━━━ Data provided
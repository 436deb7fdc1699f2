//! Subscription registry
//!
//! Filter trie plus a per-session reverse index, both behind one lock so a
//! session removal is atomic with respect to lookups.

use std::sync::Arc;

use ahash::{AHashMap, AHashSet};
use parking_lot::RwLock;
use smallvec::SmallVec;

use super::matcher::validate_topic_filter;
use super::trie::TopicTrie;
use crate::protocol::SubscriptionOptions;
use crate::session::{Session, SessionId};

/// One (session, filter) subscription
#[derive(Debug, Clone)]
pub struct Subscription {
    pub session: Arc<Session>,
    pub filter: Arc<str>,
    pub options: SubscriptionOptions,
    /// Subscription identifier (v5.0, or the inline client's id)
    pub identifier: Option<u32>,
}

#[derive(Default)]
struct RegistryInner {
    trie: TopicTrie<Vec<Subscription>>,
    by_session: AHashMap<SessionId, AHashSet<Arc<str>>>,
}

impl RegistryInner {
    fn detach(&mut self, session_id: SessionId, filter: &str) -> bool {
        let now_empty = match self.trie.get_mut(filter) {
            Some(entries) => {
                let before = entries.len();
                entries.retain(|s| s.session.id() != session_id);
                if entries.len() == before {
                    return false;
                }
                entries.is_empty()
            }
            None => return false,
        };
        if now_empty {
            self.trie.remove(filter);
        }
        true
    }
}

#[derive(Default)]
pub struct SubscriptionRegistry {
    inner: RwLock<RegistryInner>,
}

impl SubscriptionRegistry {
    pub fn new() -> Self {
        Self::default()
    }

    /// Add or replace the subscription of `session` to `filter`.
    ///
    /// Returns whether a subscription for the pair already existed. Fails
    /// without mutation on an invalid filter or a removed session.
    pub fn subscribe(
        &self,
        session: &Arc<Session>,
        filter: &str,
        options: SubscriptionOptions,
        identifier: Option<u32>,
    ) -> Result<bool, &'static str> {
        validate_topic_filter(filter)?;

        let mut guard = self.inner.write();
        if !session.is_alive() {
            return Err("session is closed");
        }
        let inner = &mut *guard;

        let entries = inner.trie.entry(filter);
        if let Some(existing) = entries.iter_mut().find(|s| s.session.id() == session.id()) {
            existing.options = options;
            existing.identifier = identifier;
            return Ok(true);
        }

        let filter: Arc<str> = Arc::from(filter);
        entries.push(Subscription {
            session: session.clone(),
            filter: filter.clone(),
            options,
            identifier,
        });
        inner
            .by_session
            .entry(session.id())
            .or_default()
            .insert(filter);
        Ok(false)
    }

    /// Remove one subscription; returns whether it existed
    pub fn unsubscribe(&self, session_id: SessionId, filter: &str) -> bool {
        let mut inner = self.inner.write();
        if !inner.detach(session_id, filter) {
            return false;
        }
        if let Some(filters) = inner.by_session.get_mut(&session_id) {
            filters.remove(filter);
            if filters.is_empty() {
                inner.by_session.remove(&session_id);
            }
        }
        true
    }

    /// Remove every subscription of `session` and mark it dead.
    /// Returns the number of subscriptions removed.
    pub fn remove_session(&self, session: &Session) -> usize {
        let mut inner = self.inner.write();
        session.mark_dead();

        let Some(filters) = inner.by_session.remove(&session.id()) else {
            return 0;
        };
        for filter in &filters {
            inner.detach(session.id(), filter);
        }
        filters.len()
    }

    /// All subscriptions whose filter matches `topic`.
    ///
    /// The order is stable across calls without an intervening mutation.
    pub fn matching_subscribers(&self, topic: &str) -> SmallVec<[Subscription; 16]> {
        let mut out = SmallVec::new();
        self.inner
            .read()
            .trie
            .for_each_match(topic, |entries| out.extend(entries.iter().cloned()));
        out
    }

    /// Filters currently held by a session
    pub fn filters_of(&self, session_id: SessionId) -> Vec<Arc<str>> {
        self.inner
            .read()
            .by_session
            .get(&session_id)
            .map(|filters| filters.iter().cloned().collect())
            .unwrap_or_default()
    }

    /// Number of distinct filters with at least one subscriber
    pub fn filter_count(&self) -> usize {
        self.inner.read().trie.len()
    }

    /// Total number of subscriptions
    pub fn len(&self) -> usize {
        self.inner.read().by_session.values().map(|f| f.len()).sum()
    }

    pub fn is_empty(&self) -> bool {
        self.inner.read().by_session.is_empty()
    }
}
━━━━━━
**What you have to do:** Your task is to return each line of the data above that contains the string "subscriptions".

**Exercise response:**
    /// Returns the number of subscriptions removed.
    /// All subscriptions whose filter matches `topic`.
    /// Total number of subscriptions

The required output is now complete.